**Directions for this task**: Give back, character for character, the line that includes "self.set_mstandby(false);" and all lines beneath it in the data.

**Exercise input**:

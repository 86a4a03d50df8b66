// Licensed under the Apache License, Version 2.0 or the MIT License.
// SPDX-License-Identifier: Apache-2.0 OR MIT
// Copyright Tock Contributors 2022.

//! Board configuration for the MUSB glue.
//!
//! Boards build a [`PlatformData`] in `main.rs` and hand it to
//! [`Omap2430Musb::new`](crate::Omap2430Musb::new). Every branch that
//! depends on the silicon or on which roles were built in is selected from
//! these values at runtime.

use crate::ErrorCode;

/// Controller mode, as configured by the board or requested at runtime.
#[derive(Clone, Copy, Debug, PartialEq, Eq)]
pub enum MusbMode {
    Host = 1,
    Peripheral = 2,
    Otg = 3,
}

impl TryFrom<u8> for MusbMode {
    type Error = ErrorCode;

    fn try_from(mode: u8) -> Result<Self, Self::Error> {
        match mode {
            1 => Ok(MusbMode::Host),
            2 => Ok(MusbMode::Peripheral),
            3 => Ok(MusbMode::Otg),
            _ => Err(ErrorCode::INVAL),
        }
    }
}

/// PHY interface between the wrapper and the transceiver.
#[derive(Clone, Copy, Debug, PartialEq, Eq)]
pub enum InterfaceType {
    /// External transceiver over 12-pin ULPI (TWL4030 family)
    Ulpi,
    /// Internal 8-bit UTMI PHY (OMAP4)
    Utmi,
}

#[derive(Clone, Copy, Debug, PartialEq, Eq)]
pub enum SiliconRevision {
    Omap2430,
    Omap3430,
    Omap3630,
    Omap4430,
}

impl SiliconRevision {
    /// No hardware save-and-restore for the MUSB: while a cable is attached
    /// CORE must not reach OFF, so the MPU wake-up latency is bounded.
    pub fn needs_wakeup_constraint(self) -> bool {
        matches!(self, SiliconRevision::Omap3430 | SiliconRevision::Omap3630)
    }

    /// OTG idle acknowledge is unreliable on detach; force idle and standby
    /// instead of relying on smart idle.
    pub fn needs_force_standby(self) -> bool {
        self == SiliconRevision::Omap3630
    }

    /// Wrapper AUTOIDLE does not work on this revision.
    pub fn supports_autoidle(self) -> bool {
        self != SiliconRevision::Omap3430
    }
}

/// Which roles the controller stack was built with.
#[derive(Clone, Copy, Debug, PartialEq, Eq)]
pub struct Capabilities {
    pub host: bool,
    pub peripheral: bool,
}

impl Capabilities {
    pub const OTG: Capabilities = Capabilities {
        host: true,
        peripheral: true,
    };

    pub fn otg(self) -> bool {
        self.host && self.peripheral
    }
}

/// Who writes the wrapper SYSCONFIG/FORCESTDBY pair back after context loss.
#[derive(Clone, Copy, Debug, PartialEq, Eq)]
pub enum WrapperRestore {
    /// The context restore writes them with the rest of the snapshot.
    WithContext,
    /// The board resumes them from a link-state callback raised by the PMIC
    /// VBUS interrupt, so the context restore leaves them alone.
    ByLinkState,
}

pub struct PlatformData {
    pub board_mode: MusbMode,
    pub interface_type: InterfaceType,
    pub revision: SiliconRevision,
    pub capabilities: Capabilities,
    /// VDD1 OPP requested while no cable is attached
    pub min_vdd1_opp: u8,
    /// VDD1 OPP requested while a cable is attached
    pub max_vdd1_opp: u8,
    pub wrapper_restore: WrapperRestore,
}
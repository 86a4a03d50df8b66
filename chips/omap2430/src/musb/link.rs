// Licensed under the Apache License, Version 2.0 or the MIT License.
// SPDX-License-Identifier: Apache-2.0 OR MIT
// Copyright Tock Contributors 2022.

//! Link power policy, driven by the transceiver on cable attach and detach.

use log::trace;
use tock_registers::LocalRegisterCopy;

use super::Omap2430Musb;
use crate::hil::otg::LinkClient;
use crate::hil::time::Alarm;
use crate::regs::{MusbCore, OtgWrapper, SysConfig, WrapperReg};

/// MPU wake-up latency bound in µs while a cable is attached. Keeps CORE
/// out of OFF, where the controller would lose its registers mid-session.
pub const MPU_WAKEUP_LATENCY_US: u32 = 6250;

impl<'a, M: MusbCore, W: OtgWrapper, A: Alarm<'a>> LinkClient for Omap2430Musb<'a, M, W, A> {
    fn save_context(&self) {
        critical_section::with(|cs| {
            let loss_count = self.loss_counter.map(|counter| counter.context_loss_count());
            self.core
                .borrow_ref_mut(cs)
                .context
                .save(self.musb, self.wrapper, loss_count);

            self.power.map(|power| {
                if self.platform.revision.needs_wakeup_constraint() {
                    power.set_max_mpu_wakeup_lat(None);
                }
                power.set_vdd1_opp(self.platform.min_vdd1_opp);
            });
        });
    }

    fn restore_context(&self) {
        critical_section::with(|cs| {
            self.power.map(|power| {
                if self.platform.revision.needs_wakeup_constraint() {
                    power.set_max_mpu_wakeup_lat(Some(MPU_WAKEUP_LATENCY_US));
                }
                power.set_vdd1_opp(self.platform.max_vdd1_opp);
            });

            let core = self.core.borrow_ref(cs);
            let unchanged = self
                .loss_counter
                .map_or(false, |counter| {
                    core.context.loss_count() == counter.context_loss_count()
                });
            if unchanged {
                trace!("no context was lost, skipping restore");
                return;
            }
            core.context
                .restore(self.musb, self.wrapper, self.platform.wrapper_restore);
        });
    }

    fn force_active(&self, enable: bool) {
        critical_section::with(|_cs| {
            let force_standby = self.platform.revision.needs_force_standby();
            let mut sysconfig = LocalRegisterCopy::<u32, SysConfig::Register>::new(
                self.wrapper.read(WrapperReg::SysConfig),
            );

            if enable {
                sysconfig.modify(SysConfig::MIDLEMODE::NoStandby + SysConfig::SIDLEMODE::NoIdle);
                if force_standby {
                    self.set_mstandby(false);
                }
            } else if force_standby {
                sysconfig.modify(
                    SysConfig::ENABLEWAKEUP::SET
                        + SysConfig::MIDLEMODE::ForceStandby
                        + SysConfig::SIDLEMODE::ForceIdle,
                );
                self.set_mstandby(true);
            } else {
                sysconfig.modify(
                    SysConfig::MIDLEMODE::SmartStandby + SysConfig::SIDLEMODE::SmartIdle,
                );
            }
            self.wrapper.write(WrapperReg::SysConfig, sysconfig.get());
        });
    }
}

**Exercise response**:
                    self.set_mstandby(false);
                }
            } else if force_standby {
                sysconfig.modify(
                    SysConfig::ENABLEWAKEUP::SET
                        + SysConfig::MIDLEMODE::ForceStandby
                        + SysConfig::SIDLEMODE::ForceIdle,
                );
                self.set_mstandby(true);
            } else {
                sysconfig.modify(
                    SysConfig::MIDLEMODE::SmartStandby + SysConfig::SIDLEMODE::SmartIdle,
                );
            }
            self.wrapper.write(WrapperReg::SysConfig, sysconfig.get());
        });
    }
}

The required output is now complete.